I forced a smile to my lips. “How kind of you to share this information,” I said in a toneless voice. “But I no longer hunt, my lord. My specimens from Madeira were all gathered after their natural demise. I have lost the drive to thrust a pin into the heart of a living creature. My efforts are directed towards the vivarium that Lord Rosemorran is graciously permitting me to develop on the estate.”
Once the derelict wreck of a grand freestanding glasshouse, the vivarium had been my own pet project, undertaken at Stoker’s suggestion. While he tinkered happily with bits of fur and bone and sawdust, I had been permitted to stock the restored structure with exotic trees and the larvae of a number of specimens. I had nurtured them carefully as any mother, bringing several species to life in my bejeweled little world.
“You should know that better than anyone,” I reminded the viscount. “You were kind enough to send me a grove of hornbeams and luna moths to feast upon them.”
The viscount crossed one long leg over the other, smoothing the crease in his trousers. “I remember it well. You gave me quite the education upon the subject of the luna moth. What was it you said? That they have no mouths because they exist only to reproduce?

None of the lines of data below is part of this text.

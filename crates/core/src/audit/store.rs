use chrono::{DateTime, Utc};
use thiserror::Error;

use super::{AuditEventEnvelope, AuditEventKind, AuditRecord};

#[derive(Debug, Error)]
pub enum AuditError {
    #[error("Database error: {0}")]
    Database(String),

    #[error("Serialization error: {0}")]
    Serialization(String),

    #[error("Unknown audit event type: {0}")]
    UnknownEventType(String),
}

/// Which audit events to return.
///
/// Conditions combine with AND. An empty `kinds` list matches every kind.
#[derive(Debug, Clone)]
pub struct AuditFilter {
    /// Only events in this ticket's history.
    pub topic_id: Option<i64>,
    /// Only events caused by this desk user.
    pub actor_id: Option<i64>,
    pub kinds: Vec<AuditEventKind>,
    pub from: Option<DateTime<Utc>>,
    pub to: Option<DateTime<Utc>>,
    pub limit: i64,
    pub offset: i64,
}

impl Default for AuditFilter {
    fn default() -> Self {
        Self::new()
    }
}

impl AuditFilter {
    pub fn new() -> Self {
        Self {
            topic_id: None,
            actor_id: None,
            kinds: Vec::new(),
            from: None,
            to: None,
            limit: 100,
            offset: 0,
        }
    }

    /// Everything that happened to one ticket: creation, views, replies,
    /// assignments and status changes.
    pub fn ticket_history(topic_id: i64) -> Self {
        Self::new()
            .for_topic(topic_id)
            .of_kinds(AuditEventKind::ALL.into_iter().filter(AuditEventKind::is_ticket_event))
    }

    pub fn for_topic(mut self, topic_id: i64) -> Self {
        self.topic_id = Some(topic_id);
        self
    }

    pub fn by_actor(mut self, actor_id: i64) -> Self {
        self.actor_id = Some(actor_id);
        self
    }

    pub fn of_kind(mut self, kind: AuditEventKind) -> Self {
        if !self.kinds.contains(&kind) {
            self.kinds.push(kind);
        }
        self
    }

    pub fn of_kinds(self, kinds: impl IntoIterator<Item = AuditEventKind>) -> Self {
        kinds.into_iter().fold(self, Self::of_kind)
    }

    pub fn between(mut self, from: Option<DateTime<Utc>>, to: Option<DateTime<Utc>>) -> Self {
        self.from = from;
        self.to = to;
        self
    }

    pub fn page(mut self, limit: i64, offset: i64) -> Self {
        self.limit = limit;
        self.offset = offset;
        self
    }
}

/// Persistent audit log.
pub trait AuditStore: Send + Sync {
    /// Append a batch of events atomically, returning how many were written.
    fn append(&self, batch: &[AuditEventEnvelope]) -> Result<usize, AuditError>;

    /// Matching records, newest first.
    fn query(&self, filter: &AuditFilter) -> Result<Vec<AuditRecord>, AuditError>;

    /// Number of matching records, ignoring `limit` and `offset`.
    fn count(&self, filter: &AuditFilter) -> Result<i64, AuditError>;
}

One is not certain whether to regard them with envy or pity.”
He arched a brow at me and I gave him a quelling look. “Precisely,” I told him, my voice crisp. “And while I am glad to hear the Romilly Glasswing is not extinct, I must leave its pursuit to others.”
The words pained me. I had only within the last year discovered in myself a reluctance to carry on my life’s work as I had always known it. The pursuit of the butterfly had given my existence meaning and pleasure, but it had dried up for reasons I did not entirely understand. Madeira had been an experiment after a fashion, a short expedition to test my mettle. And I had failed to conquer my reluctance to kill. The few inadequate specimens I had brought back had made the entire affair pointless, and I could not justify further expeditions if I had no better expectations than the results I had achieved there. It chilled me to think that I might never strike out again, net in hand, for foreign climes and exotic lands. The notion of being forever immured in Britain, this too-often grey and sodden isle, was more than I could bear. So I did not think of it. I pushed the thought away whenever it occurred, but it had crept back over and over again as our ship had neared England, returning me to the complacent little life I had built within these walls. It teased the edge of my consciousness as I drifted off to sleep each night, that little demanding voice from a place that longed for adventure. What if this is all there is?